(Extracted data entries)
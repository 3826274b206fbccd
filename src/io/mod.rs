//! Input/output helpers.
//!
//! - listing store load + lookup (`listing`)
//! - chart JSON export (`export`)

pub mod export;
pub mod listing;

pub use export::*;
pub use listing::*;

WORK REQUIRED: When you output the entries, keep every line exactly as it appears above.

EXERCISE RESULT:
repository 3826274b206fbccd
filename src/io/mod.rs
//! Input/output helpers.
//!
//! - listing store load + lookup (`listing`)
//! - chart JSON export (`export`)

pub mod export;
pub mod listing;

pub use export::*;
pub use listing::*;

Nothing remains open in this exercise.